This very early sculpture is one of a pair which entered Liverpool Museum in 1867, recorded in an 1882 catalogue of the collections as 'Figures carved in wood from boats, or idols, painted red, black and white, the eyes inlaid with the opercula of the Turbo.' It is probably a 'malagan' figure and may be a prow ornament from a soul boat, a model canoe displayed at memorial ceremonies. It is one of the oldest figures from New Ireland in any museum collection.
The sculpture depicts a humanoid male figure, standing with slightly bent knees on a plinth, arms sharply bent at the elbow and hands touching its shoulders or the flat, curved piece of wood which extends from the area of the loincloth at the front, over the shoulders and down to the plinth at the back, narrowing and ending in a fish's head. Snakes extending up from the plinth bite the figure's elbows on each side.
The head has the lower half of the face jutting forwards, with a hooked nose and eye areas elliptical and slanted, resembling fish shapes which continue in a fairly symmetrical way over the back of the head. The irises are formed by sea snail operculae (the flaps that close the snails' shells). The mouth is relatively small and oval in shape.
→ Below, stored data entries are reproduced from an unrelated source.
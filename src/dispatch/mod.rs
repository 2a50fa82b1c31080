//! Unified dispatcher
//!
//! Fans one query out over the C++ index and the live service, runs the
//! domains concurrently and merges them into one envelope. A failing
//! domain is reported next to the others and never aborts them.
//!
//! @module dispatch

pub mod envelope;

pub use envelope::{
    DetailsReport, DomainError, DomainOutcome, HierarchyReport, LiveMatches, ReferenceList,
    ReferenceReport, UnifiedRequest, UnifiedResponse,
};

use std::sync::Arc;
use tracing::{debug, info};

use crate::client::{AssetRef, IntrospectionClient, LiveService};
use crate::core::config::TraceConfig;
use crate::core::domain::Domain;
use crate::core::error::{Error, Result};
use crate::query::{QueryEngine, QueryMode, SearchRequest, SearchResult};
use crate::scope::SearchScope;
use crate::trace::{DirectionFilter, ReferenceNode, TraceOptions, TraceResult, Tracer, UsageReport};

pub struct Dispatcher<S> {
    engine: Arc<QueryEngine>,
    client: Option<IntrospectionClient<S>>,
    trace: TraceConfig,
}
pub mod builder;
pub mod store;
pub mod symbols;

pub use builder::{IndexBuilder, IndexWarning, IndexedFile, RootIndex};
pub use store::{IndexStore, IndexView, SourceIndex};
pub use symbols::{ClassKind, ClassSymbol, ExposureAnnotation, ExposureFlags, MacroKind};
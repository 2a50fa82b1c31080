//! Cross-domain BFS traversal
//!
//! Expands one level at a time. Nodes of a level are expanded concurrently
//! (bounded by `fanout`) and merged back in discovery order, so two runs
//! over the same data produce the same result.
//!
//! @module trace/traverse

use futures::stream::{self, StreamExt};
use std::collections::{HashMap, HashSet};
use tracing::{debug, info};

use super::types::{
    DirectionFilter, EdgeKind, ReferenceEdge, ReferenceNode, TraceError, TraceOptions, TraceResult,
    UsageReport,
};
use crate::client::{AssetRef, IntrospectionClient, LiveService};
use crate::core::domain::Domain;
use crate::core::error::{Error, Result};
use crate::index::symbols::strip_type_prefix;
use crate::index::IndexView;
use crate::query::{search, QueryEngine};

#[derive(Debug, Clone, Copy, PartialEq, Eq)]
enum NodeState {
    Queued,
    Visiting,
    Visited,
}

/// Edges found around one node, paired with the neighbour they lead to
#[derive(Default)]
struct Expansion {
    edges: Vec<(ReferenceEdge, ReferenceNode)>,
    errors: Vec<TraceError>,
}

impl Expansion {
    fn outgoing(&mut self, node: &ReferenceNode, to: ReferenceNode, kind: EdgeKind) {
        let edge = ReferenceEdge::new(node.clone(), to.clone(), kind);
        self.edges.push((edge, to));
    }

    fn incoming(&mut self, node: &ReferenceNode, from: ReferenceNode, kind: EdgeKind) {
        let edge = ReferenceEdge::new(from.clone(), node.clone(), kind);
        self.edges.push((edge, from));
    }

    fn error(&mut self, domain: Domain, error: &Error) {
        self.errors.push(TraceError::from_error(domain, error));
    }
}

// =============================================================================
// TRACER
// =============================================================================

pub struct Tracer<'a, S> {
    engine: &'a QueryEngine,
    client: Option<&'a IntrospectionClient<S>>,
}

impl<'a, S: LiveService> Tracer<'a, S> {
    /// `client` is `None` in C++-only mode
    pub fn new(engine: &'a QueryEngine, client: Option<&'a IntrospectionClient<S>>) -> Self {
        Self { engine, client }
    }

    /// Breadth-first trace from `seed`
    ///
    /// Lookup failures are recorded on the result and never stop the walk.
    /// Only an unreadable source root is returned as an error.
    pub async fn trace(&self, seed: ReferenceNode, options: &TraceOptions) -> Result<TraceResult> {
        let seed = ReferenceNode::new(seed.domain, seed.id.trim());
        if seed.id.is_empty() {
            return Err(Error::InvalidQuery {
                message: "empty trace seed".to_string(),
            });
        }

        let view = self.engine.view(options.scope.as_deref())?;
        let fanout = options.fanout.max(1);

        let mut state: HashMap<ReferenceNode, NodeState> = HashMap::new();
        let mut seen_edges: HashSet<ReferenceEdge> = HashSet::new();
        let mut seen_errors: HashSet<TraceError> = HashSet::new();
        let mut result = TraceResult {
            seed: seed.clone(),
            nodes: vec![seed.clone()],
            edges: Vec::new(),
            depth_reached: 0,
            truncated_by_depth: false,
            truncated_by_budget: false,
            errors: Vec::new(),
        };

        state.insert(seed.clone(), NodeState::Queued);
        let mut frontier = vec![seed.clone()];
        let mut depth = 0;
        let mut visits = 0;

        while !frontier.is_empty() {
            if depth >= options.max_depth {
                result.truncated_by_depth = true;
                break;
            }
            let remaining = options.max_visits.saturating_sub(visits);
            if remaining == 0 {
                result.truncated_by_budget = true;
                break;
            }
            if frontier.len() > remaining {
                frontier.truncate(remaining);
                result.truncated_by_budget = true;
            }

            let direction = if depth == 0 {
                options.direction
            } else {
                DirectionFilter::Both
            };
            for node in &frontier {
                state.insert(node.clone(), NodeState::Visiting);
            }

            let expansions: Vec<Expansion> = stream::iter(frontier.iter())
                .map(|node| self.expand(&view, node, direction))
                .buffered(fanout)
                .collect()
                .await;
            visits += frontier.len();

            let mut next = Vec::new();
            for (node, expansion) in frontier.iter().zip(expansions) {
                state.insert(node.clone(), NodeState::Visited);

                for error in expansion.errors {
                    if seen_errors.insert(error.clone()) {
                        result.errors.push(error);
                    }
                }

                for (edge, neighbour) in expansion.edges {
                    if options.cross_domain_only && !edge.crosses_domains() {
                        continue;
                    }
                    if seen_edges.insert(edge.clone()) {
                        result.edges.push(edge);
                    }
                    if !state.contains_key(&neighbour) {
                        state.insert(neighbour.clone(), NodeState::Queued);
                        result.nodes.push(neighbour.clone());
                        next.push(neighbour);
                    }
                }
            }

            depth += 1;
            if !next.is_empty() {
                result.depth_reached = depth;
            }
            if result.truncated_by_budget {
                break;
            }
            frontier = next;
        }

        info!(
            seed = %result.seed,
            nodes = result.nodes.len(),
            edges = result.edges.len(),
            depth = result.depth_reached,
            errors = result.errors.len(),
            "Trace complete"
        );
        Ok(result)
    }

    /// Blueprints and assets that use a C++ class, one hop away
    pub async fn find_usage(&self, class_name: &str, options: &TraceOptions) -> Result<UsageReport> {
        let options = TraceOptions {
            direction: DirectionFilter::Both,
            max_depth: 1,
            cross_domain_only: true,
            ..options.clone()
        };
        let result = self.trace(ReferenceNode::cpp(class_name), &options).await?;

        Ok(UsageReport {
            class_name: result.seed.id.clone(),
            usages: result.nodes.into_iter().skip(1).collect(),
            errors: result.errors,
        })
    }

    async fn expand(&self, view: &IndexView, node: &ReferenceNode, direction: DirectionFilter) -> Expansion {
        debug!(node = %node, direction = %direction, "Expanding");
        let mut expansion = Expansion::default();
        match node.domain {
            Domain::Cpp => {
                expand_cpp(view, node, direction, &mut expansion);
                if direction.incoming() {
                    self.expand_subclass_blueprints(node, &mut expansion).await;
                }
            }
            Domain::Blueprint | Domain::Asset => {
                self.expand_live(node, direction, &mut expansion).await;
            }
        }
        expansion
    }

    /// cpp -> blueprint: Blueprints parented directly to the class
    async fn expand_subclass_blueprints(&self, node: &ReferenceNode, expansion: &mut Expansion) {
        // C++-only mode is a valid state, not a failure
        let client = match self.client {
            Some(client) => client,
            None => return,
        };
        if !is_identifier(&node.id) {
            return;
        }

        match client.blueprint_search("*", Some(&node.id)).await {
            Ok(found) => {
                let stripped = strip_type_prefix(&node.id);
                for asset in found.iter().filter(|a| !a.is_native()) {
                    let parented = asset
                        .parent_class_name()
                        .map_or(false, |parent| parent == node.id || parent == stripped);
                    if parented {
                        let from = ReferenceNode::blueprint(asset.path.clone());
                        expansion.incoming(node, from, EdgeKind::ParentClass);
                    }
                }
            }
            Err(e) => expansion.error(Domain::Blueprint, &e),
        }
    }

    /// blueprint/asset -> blueprint/asset through the live service
    async fn expand_live(&self, node: &ReferenceNode, direction: DirectionFilter, expansion: &mut Expansion) {
        let client = match self.client {
            Some(client) => client,
            None => {
                let error = Error::ServiceNotConfigured { domain: node.domain };
                expansion.error(node.domain, &error);
                return;
            }
        };

        if direction.outgoing() {
            match client.outgoing(node.domain, &node.id).await {
                Ok(refs) => {
                    for to in live_nodes(&refs) {
                        expansion.outgoing(node, to, EdgeKind::Dependency);
                    }
                }
                Err(e) => expansion.error(node.domain, &e),
            }
        }
        if direction.incoming() {
            match client.incoming(node.domain, &node.id).await {
                Ok(refs) => {
                    for from in live_nodes(&refs) {
                        expansion.incoming(node, from, EdgeKind::Dependency);
                    }
                }
                Err(e) => expansion.error(node.domain, &e),
            }
        }
    }
}

/// cpp -> cpp: indexed bases outward, referencing classes inward
fn expand_cpp(view: &IndexView, node: &ReferenceNode, direction: DirectionFilter, expansion: &mut Expansion) {
    if direction.outgoing() {
        if let Some(symbol) = view.find_class(&node.id) {
            for parent in symbol.parents() {
                if let Some(base) = view.find_class(parent) {
                    let to = ReferenceNode::cpp(base.qualified_name.to_string());
                    expansion.outgoing(node, to, EdgeKind::Inherits);
                }
            }
        }
    }

    if direction.incoming() && is_identifier(&node.id) {
        match search::references(view, &node.id) {
            Ok(occurrences) => {
                let mut referrers: Vec<String> = Vec::new();
                for occurrence in occurrences {
                    let referrer = occurrence
                        .enclosing_class
                        .unwrap_or_else(|| occurrence.file.display().to_string());
                    if referrer != node.id && !referrers.contains(&referrer) {
                        referrers.push(referrer);
                    }
                }
                for referrer in referrers {
                    expansion.incoming(node, ReferenceNode::cpp(referrer), EdgeKind::References);
                }
            }
            Err(e) => expansion.error(Domain::Cpp, &e),
        }
    }
}

/// Service entries as trace nodes; native `/Script/` packages are skipped
fn live_nodes(refs: &[AssetRef]) -> impl Iterator<Item = ReferenceNode> + '_ {
    refs.iter().filter(|r| !r.is_native()).map(|r| {
        if r.looks_like_blueprint() {
            ReferenceNode::blueprint(r.path.clone())
        } else {
            ReferenceNode::asset(r.path.clone())
        }
    })
}

/// Class names only; file-path nodes are leaves
fn is_identifier(id: &str) -> bool {
    !id.is_empty()
        && id
            .chars()
            .all(|c| c.is_ascii_alphanumeric() || c == '_' || c == ':')
}
//! Live service request and payload types

use serde::{Deserialize, Serialize};
use serde_json::Value;

use crate::core::domain::Domain;

/// Operations exposed by the live introspection service
#[derive(Debug, Clone, Copy, PartialEq, Eq, Hash, Serialize, Deserialize)]
#[serde(rename_all = "snake_case")]
pub enum ServiceOperation {
    BlueprintSearch,
    BlueprintHierarchy,
    BlueprintDependencies,
    BlueprintReferencers,
    BlueprintGraph,
    BlueprintDetails,
    AssetSearch,
    AssetReferences,
    AssetReferencers,
    AssetMetadata,
}

impl ServiceOperation {
    pub fn domain(&self) -> Domain {
        match self {
            Self::BlueprintSearch
            | Self::BlueprintHierarchy
            | Self::BlueprintDependencies
            | Self::BlueprintReferencers
            | Self::BlueprintGraph
            | Self::BlueprintDetails => Domain::Blueprint,
            Self::AssetSearch
            | Self::AssetReferences
            | Self::AssetReferencers
            | Self::AssetMetadata => Domain::Asset,
        }
    }

    /// Route relative to the service base URL
    pub fn route(&self) -> &'static str {
        match self {
            Self::BlueprintSearch => "blueprint/search",
            Self::BlueprintHierarchy => "blueprint/hierarchy",
            Self::BlueprintDependencies => "blueprint/dependencies",
            Self::BlueprintReferencers => "blueprint/referencers",
            Self::BlueprintGraph => "blueprint/graph",
            Self::BlueprintDetails => "blueprint/details",
            Self::AssetSearch => "asset/search",
            Self::AssetReferences => "asset/references",
            Self::AssetReferencers => "asset/referencers",
            Self::AssetMetadata => "asset/metadata",
        }
    }

    /// Operation name used in errors and logs
    pub fn name(&self) -> &'static str {
        match self {
            Self::BlueprintSearch | Self::AssetSearch => "search",
            Self::BlueprintHierarchy => "hierarchy",
            Self::BlueprintDependencies => "dependencies",
            Self::BlueprintReferencers | Self::AssetReferencers => "referencers",
            Self::BlueprintGraph => "graph",
            Self::BlueprintDetails => "details",
            Self::AssetReferences => "references",
            Self::AssetMetadata => "metadata",
        }
    }

    /// Query parameter naming the target object, for per-object operations
    pub fn path_param(&self) -> Option<&'static str> {
        match self.domain() {
            _ if matches!(self, Self::BlueprintSearch | Self::AssetSearch) => None,
            Domain::Blueprint => Some("bp_path"),
            _ => Some("asset_path"),
        }
    }
}

/// One service call: operation plus flat query parameters
#[derive(Debug, Clone, PartialEq, Eq, Serialize)]
pub struct ServiceRequest {
    pub operation: ServiceOperation,
    pub params: Vec<(String, String)>,
}

impl ServiceRequest {
    pub fn new(operation: ServiceOperation) -> Self {
        Self {
            operation,
            params: Vec::new(),
        }
    }

    /// Per-object request, e.g. `blueprint/dependencies?bp_path=...`
    pub fn for_path(operation: ServiceOperation, path: &str) -> Self {
        let request = Self::new(operation);
        match operation.path_param() {
            Some(key) => request.param(key, path),
            None => request,
        }
    }

    pub fn param(mut self, key: &str, value: impl Into<String>) -> Self {
        self.params.push((key.to_string(), value.into()));
        self
    }

    /// Add a parameter only when a non-empty value is given
    pub fn optional(self, key: &str, value: Option<&str>) -> Self {
        match value.map(str::trim) {
            Some(v) if !v.is_empty() => self.param(key, v),
            _ => self,
        }
    }

    pub fn domain(&self) -> Domain {
        self.operation.domain()
    }

    pub fn get(&self, key: &str) -> Option<&str> {
        self.params
            .iter()
            .find(|(k, _)| k == key)
            .map(|(_, v)| v.as_str())
    }
}

/// A Blueprint or asset reference as returned by the service
#[derive(Debug, Clone, PartialEq, Eq, Hash, Serialize)]
pub struct AssetRef {
    pub path: String,
    pub name: String,
    #[serde(skip_serializing_if = "Option::is_none")]
    pub class: Option<String>,
    #[serde(skip_serializing_if = "Option::is_none")]
    pub parent_class: Option<String>,
}

const PATH_KEYS: [&str; 4] = ["path", "asset_path", "object_path", "package_name"];
const NAME_KEYS: [&str; 2] = ["name", "asset_name"];
const CLASS_KEYS: [&str; 3] = ["class", "class_name", "asset_class"];
const PARENT_KEYS: [&str; 2] = ["parent_class", "parent"];

/// First non-empty string under any of `keys`, in key order
fn first_string(entry: &serde_json::Map<String, Value>, keys: &[&str]) -> Option<String> {
    keys.iter()
        .filter_map(|key| entry.get(*key).and_then(Value::as_str))
        .map(str::trim)
        .find(|v| !v.is_empty())
        .map(str::to_string)
}

impl AssetRef {
    pub fn from_path(path: impl Into<String>) -> Self {
        let path = path.into();
        Self {
            name: name_from_path(&path).to_string(),
            path,
            class: None,
            parent_class: None,
        }
    }

    /// Entries arrive either as bare object paths or as objects whose
    /// fields may appear under several names at once
    fn from_value(value: &Value) -> Option<Self> {
        let asset = match value {
            Value::String(path) => Self::from_path(path.trim()),
            Value::Object(entry) => {
                let name = first_string(entry, &NAME_KEYS);
                let path = first_string(entry, &PATH_KEYS).or_else(|| name.clone())?;
                Self {
                    name: name.unwrap_or_else(|| name_from_path(&path).to_string()),
                    path,
                    class: first_string(entry, &CLASS_KEYS),
                    parent_class: first_string(entry, &PARENT_KEYS),
                }
            }
            _ => return None,
        };
        (!asset.path.is_empty()).then_some(asset)
    }

    /// Native class package (`/Script/Module.Class`)
    pub fn is_native(&self) -> bool {
        self.path.starts_with("/Script/")
    }

    /// Engine content (`/Engine/...`)
    pub fn is_engine_content(&self) -> bool {
        self.path.starts_with("/Engine/")
    }

    /// Whether the entry is a Blueprint rather than a plain asset
    pub fn looks_like_blueprint(&self) -> bool {
        match &self.class {
            Some(class) => class.contains("Blueprint"),
            None => ["BP_", "WBP_", "ABP_", "B_"]
                .iter()
                .any(|prefix| self.name.starts_with(prefix)),
        }
    }

    /// `HealthComponent` from `/Script/Game.HealthComponent`
    pub fn parent_class_name(&self) -> Option<&str> {
        self.parent_class
            .as_deref()
            .map(|p| p.rsplit(['.', '/']).next().unwrap_or(p))
            .filter(|p| !p.is_empty())
    }
}

/// `BP_Hero` from `/Game/Heroes/BP_Hero.BP_Hero`
pub fn name_from_path(path: &str) -> &str {
    let last = path.rsplit('/').next().unwrap_or(path);
    last.split('.').next().unwrap_or(last)
}

/// Normalize a list payload under the first present key
pub fn extract_refs(payload: &Value, keys: &[&str]) -> Vec<AssetRef> {
    let list = keys
        .iter()
        .find_map(|key| payload.get(*key).and_then(Value::as_array))
        .or_else(|| payload.as_array());

    list.map(|items| items.iter().filter_map(AssetRef::from_value).collect())
        .unwrap_or_default()
}

#[cfg(test)]
mod tests {
    use super::*;
    use serde_json::json;

    #[test]
    fn test_operation_routes() {
        assert_eq!(ServiceOperation::BlueprintDependencies.route(), "blueprint/dependencies");
        assert_eq!(ServiceOperation::AssetReferences.domain(), Domain::Asset);
        assert_eq!(ServiceOperation::BlueprintSearch.path_param(), None);
        assert_eq!(ServiceOperation::BlueprintGraph.path_param(), Some("bp_path"));
        assert_eq!(ServiceOperation::AssetMetadata.path_param(), Some("asset_path"));
    }

    #[test]
    fn test_request_builder() {
        let request = ServiceRequest::new(ServiceOperation::BlueprintSearch)
            .param("pattern", "*Hero*")
            .optional("class", Some("  "))
            .optional("type", None);
        assert_eq!(request.params.len(), 1);
        assert_eq!(request.get("pattern"), Some("*Hero*"));

        let request = ServiceRequest::for_path(ServiceOperation::AssetReferencers, "/Game/M");
        assert_eq!(request.get("asset_path"), Some("/Game/M"));
    }

    #[test]
    fn test_extract_mixed_entries() {
        let payload = json!({
            "ok": true,
            "dependencies": [
                "/Game/Meshes/SM_Rock.SM_Rock",
                {"path": "/Game/BP/BP_Hero.BP_Hero", "class": "Blueprint", "parent_class": "/Script/Game.HeroCharacter"},
                {"asset_path": "/Game/UI/WBP_Hud", "asset_class": "WidgetBlueprint"},
                {"class": "Orphan"},
                42
            ]
        });

        let refs = extract_refs(&payload, &["dependencies", "references"]);
        assert_eq!(refs.len(), 3);
        assert_eq!(refs[0].name, "SM_Rock");
        assert!(!refs[0].looks_like_blueprint());
        assert_eq!(refs[1].parent_class_name(), Some("HeroCharacter"));
        assert!(refs[1].looks_like_blueprint());
        assert_eq!(refs[2].name, "WBP_Hud");
        assert!(refs[2].looks_like_blueprint());
    }

    #[test]
    fn test_entries_with_overlapping_keys() {
        let payload = json!({"matches": [
            {"path": "/Game/BP_Hero.BP_Hero", "package_name": "/Game/BP_Hero", "class": "Blueprint"},
            {"path": "/Game/BP_Door.BP_Door", "class": "Blueprint", "asset_class": "Blueprint"},
            {"package_name": "/Game/M_Skin", "class_name": "", "asset_class": "Material"}
        ]});

        let refs = extract_refs(&payload, &["matches"]);
        assert_eq!(refs.len(), 3);
        assert_eq!(refs[0].path, "/Game/BP_Hero.BP_Hero");
        assert_eq!(refs[1].name, "BP_Door");
        assert_eq!(refs[1].class.as_deref(), Some("Blueprint"));
        assert_eq!(refs[2].path, "/Game/M_Skin");
        assert_eq!(refs[2].class.as_deref(), Some("Material"));
    }

    #[test]
    fn test_extract_falls_back_to_next_key() {
        let payload = json!({"references": [{"path": "/Game/A"}]});
        let refs = extract_refs(&payload, &["dependencies", "references"]);
        assert_eq!(refs, vec![AssetRef::from_path("/Game/A")]);
        assert!(extract_refs(&json!({"other": 1}), &["matches"]).is_empty());
    }

    #[test]
    fn test_path_classification() {
        assert!(AssetRef::from_path("/Script/Engine.Actor").is_native());
        assert!(AssetRef::from_path("/Engine/Basic/Cube").is_engine_content());
        assert!(AssetRef::from_path("/Game/BP_Door").looks_like_blueprint());
        assert!(!AssetRef::from_path("/Game/T_Door").looks_like_blueprint());
    }
}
Two raised ridges, joined at the tip, run from the forehead to the back of the head, where they re-join and extend downwards to join the back covering. The area in between, on the top of the head, is filled with resin or fruit paste, with many small depressions in the surface.
The figure is painted in red, black and white, with a black loincloth, armlets, snakes, the eye area on its right side and probably the chest and back covering originally also. The eye area on the left is red.